A book that possesses the very qualities of the drugs that it describes is Aleister Crowley’s “The Diary of a Drug Fiend.” Dazzling, exhilarating, fascinating, insidious, agonizing, terrible beyond words except those of a master writer, and dangerous. A book that you wouldn’t miss reading yourself for anything, and yet the kind that you feel ought to be suppressed, if you are one of the believers in censorship.
It is a true story disguised as a novel, and it is a story with a purpose. The story itself isn’t dangerous, it is the avowed purpose that is a bit staggering to any but those who are extremists in the personal liberty theory. This purpose is to create supermen by the process of encouraging the use, perhaps the abuse, and the final conquest of habit forming drugs. It is the story of a newly wedded pair, darlings of the gods in every material sense, so pampered that one has failed to find, and the other has drifted away from the fulfillment of their “true wills.” They slip thoughtlessly into the indulgence in a little cocaine. They are swept off their feet by the ecstasy of it. There follows a “cocaine honeymoon” which carries the reader with a rush up in the clouds through days of hectic joy. Then the other side of the picture, when they have returned London, physical wrecks, deprived of both cocaine and heroin; the unspeakable suffering and degradation into which they sink; their utter surrender to drugs: and their demonical efforts to procure them; and finally comes the cure.
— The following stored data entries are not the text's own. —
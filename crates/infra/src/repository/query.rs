//! List query model shared by every repository implementation.

use chrono::{DateTime, NaiveDate, Utc};
use serde::{Deserialize, Serialize};
use serde_json::Value as JsonValue;

use super::{Record, RepositoryError};

/// Pagination parameters for list queries.
#[derive(Debug, Clone, Copy, PartialEq, Eq, Serialize, Deserialize)]
pub struct Pagination {
    pub limit: u32,
    pub offset: u32,
}

impl Pagination {
    pub const DEFAULT_LIMIT: u32 = 50;
    pub const MAX_LIMIT: u32 = 1000;

    pub fn new(limit: Option<u32>, offset: Option<u32>) -> Self {
        Self {
            limit: limit.unwrap_or(Self::DEFAULT_LIMIT).clamp(1, Self::MAX_LIMIT),
            offset: offset.unwrap_or(0),
        }
    }
}

impl Default for Pagination {
    fn default() -> Self {
        Self::new(None, None)
    }
}

/// How a sortable/rangeable JSON field compares.
#[derive(Debug, Clone, Copy, PartialEq, Eq)]
pub enum FieldKind {
    /// Case-insensitive string order.
    Text,
    Numeric,
    /// RFC 3339 timestamp.
    Timestamp,
    /// `YYYY-MM-DD` calendar date.
    Date,
}

#[derive(Debug, Clone, Copy, PartialEq, Eq, Serialize, Deserialize)]
#[serde(rename_all = "lowercase")]
pub enum Direction {
    Asc,
    Desc,
}

#[derive(Debug, Clone, PartialEq, Eq)]
pub struct Sort {
    pub field: String,
    pub direction: Direction,
}

impl Sort {
    /// Parse `field` (ascending) or `-field` (descending).
    pub fn parse(raw: &str) -> Self {
        match raw.trim().strip_prefix('-') {
            Some(field) => Sort { field: field.to_string(), direction: Direction::Desc },
            None => Sort { field: raw.trim().to_string(), direction: Direction::Asc },
        }
    }
}

/// Inclusive bounds on a record's range field.
#[derive(Debug, Clone, Copy, Default, PartialEq, Eq)]
pub struct TimeRange {
    pub from: Option<DateTime<Utc>>,
    pub to: Option<DateTime<Utc>>,
}

impl TimeRange {
    pub fn is_empty(&self) -> bool {
        self.from.is_none() && self.to.is_none()
    }

    pub fn contains(&self, at: DateTime<Utc>) -> bool {
        self.from.is_none_or(|f| at >= f) && self.to.is_none_or(|t| at <= t)
    }
}

#[derive(Debug, Clone, Default, PartialEq, Eq)]
pub struct ListQuery {
    /// Case-insensitive substring over the record's search fields.
    pub search: Option<String>,
    /// Exact matches on whitelisted fields, AND-ed.
    pub filters: Vec<(String, String)>,
    pub range: TimeRange,
    pub sort: Option<Sort>,
    pub pagination: Pagination,
}

impl ListQuery {
    pub fn new() -> Self {
        Self::default()
    }

    pub fn filter(mut self, field: impl Into<String>, value: impl Into<String>) -> Self {
        self.filters.push((field.into(), value.into()));
        self
    }

    pub fn search(mut self, term: impl Into<String>) -> Self {
        self.search = Some(term.into());
        self
    }

    pub fn sorted_by(mut self, sort: Sort) -> Self {
        self.sort = Some(sort);
        self
    }

    pub fn between(mut self, from: Option<DateTime<Utc>>, to: Option<DateTime<Utc>>) -> Self {
        self.range = TimeRange { from, to };
        self
    }

    pub fn paginate(mut self, pagination: Pagination) -> Self {
        self.pagination = pagination;
        self
    }

    /// Non-blank search term, trimmed.
    pub fn search_term(&self) -> Option<&str> {
        self.search.as_deref().map(str::trim).filter(|s| !s.is_empty())
    }

    /// Check every field name against `R`'s whitelists and resolve them to
    /// their static names.
    pub fn resolve<R: Record>(&self) -> Result<ResolvedQuery<'_>, RepositoryError> {
        let mut filters = Vec::with_capacity(self.filters.len());
        for (field, value) in &self.filters {
            let name = R::FILTER_FIELDS
                .iter()
                .copied()
                .find(|f| *f == field.as_str())
                .ok_or_else(|| RepositoryError::InvalidQuery(format!("cannot filter {} by '{field}'", R::RESOURCE)))?;
            filters.push((name, value.as_str()));
        }

        let (sort_field, sort_kind, direction) = match &self.sort {
            Some(sort) => {
                let (name, kind) = R::SORT_FIELDS
                    .iter()
                    .copied()
                    .find(|(f, _)| *f == sort.field.as_str())
                    .ok_or_else(|| RepositoryError::InvalidQuery(format!("cannot sort {} by '{}'", R::RESOURCE, sort.field)))?;
                (name, kind, sort.direction)
            }
            None => {
                let (name, direction) = R::DEFAULT_SORT;
                let kind = R::SORT_FIELDS
                    .iter()
                    .find(|(f, _)| *f == name)
                    .map(|(_, k)| *k)
                    .unwrap_or(FieldKind::Text);
                (name, kind, direction)
            }
        };

        let range = if self.range.is_empty() {
            None
        } else {
            let (field, kind) = R::RANGE_FIELD.ok_or_else(|| {
                RepositoryError::InvalidQuery(format!("{} does not support from/to", R::RESOURCE))
            })?;
            Some((field, kind, self.range))
        };

        Ok(ResolvedQuery {
            search: self.search_term(),
            filters,
            range,
            sort_field,
            sort_kind,
            direction,
            pagination: self.pagination,
        })
    }
}

/// A [`ListQuery`] whose field names have been matched to a record's whitelist.
#[derive(Debug, Clone)]
pub struct ResolvedQuery<'q> {
    pub search: Option<&'q str>,
    pub filters: Vec<(&'static str, &'q str)>,
    pub range: Option<(&'static str, FieldKind, TimeRange)>,
    pub sort_field: &'static str,
    pub sort_kind: FieldKind,
    pub direction: Direction,
    pub pagination: Pagination,
}

/// One page of results.
#[derive(Debug, Clone, Serialize)]
pub struct Page<R> {
    pub items: Vec<R>,
    /// Number of records matching the query across all pages.
    pub total: u64,
    pub pagination: Pagination,
    pub has_more: bool,
}

impl<R> Page<R> {
    pub fn new(items: Vec<R>, total: u64, pagination: Pagination) -> Self {
        let has_more = total > pagination.offset as u64 + items.len() as u64;
        Self { items, total, pagination, has_more }
    }
}

/// Render a JSON field the way Postgres' `->>` operator does.
pub(crate) fn field_text(value: &JsonValue) -> Option<String> {
    match value {
        JsonValue::Null => None,
        JsonValue::String(s) => Some(s.clone()),
        other => Some(other.to_string()),
    }
}

pub(crate) fn field_time(value: &JsonValue, kind: FieldKind) -> Option<DateTime<Utc>> {
    let text = value.as_str()?;
    match kind {
        FieldKind::Timestamp => DateTime::parse_from_rfc3339(text).ok().map(|t| t.with_timezone(&Utc)),
        FieldKind::Date => NaiveDate::parse_from_str(text, "%Y-%m-%d")
            .ok()
            .and_then(|d| d.and_hms_opt(0, 0, 0))
            .map(|d| d.and_utc()),
        FieldKind::Text | FieldKind::Numeric => None,
    }
}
It is the last part of the volume devoted to the story of the cure that Aleister Crowley airs his theories and his philosophies. It is here that you get to know the author. Frank Crowninshield, editor of Vanity Fair writes of him that he is “one of the extraordinary Britishers—poet, explorer, mountain climber, adept in esoteric philosophy. As a naked yogi he has sat for days under the Indian sun begging his rice. . . . Like every true magician he has experimented with hundreds of strange poisons.” And in this colorful, exotic, incense-ladened, portion of the book, a great deal that Mr. Crowley has lived, is experienced vicariously by the reader.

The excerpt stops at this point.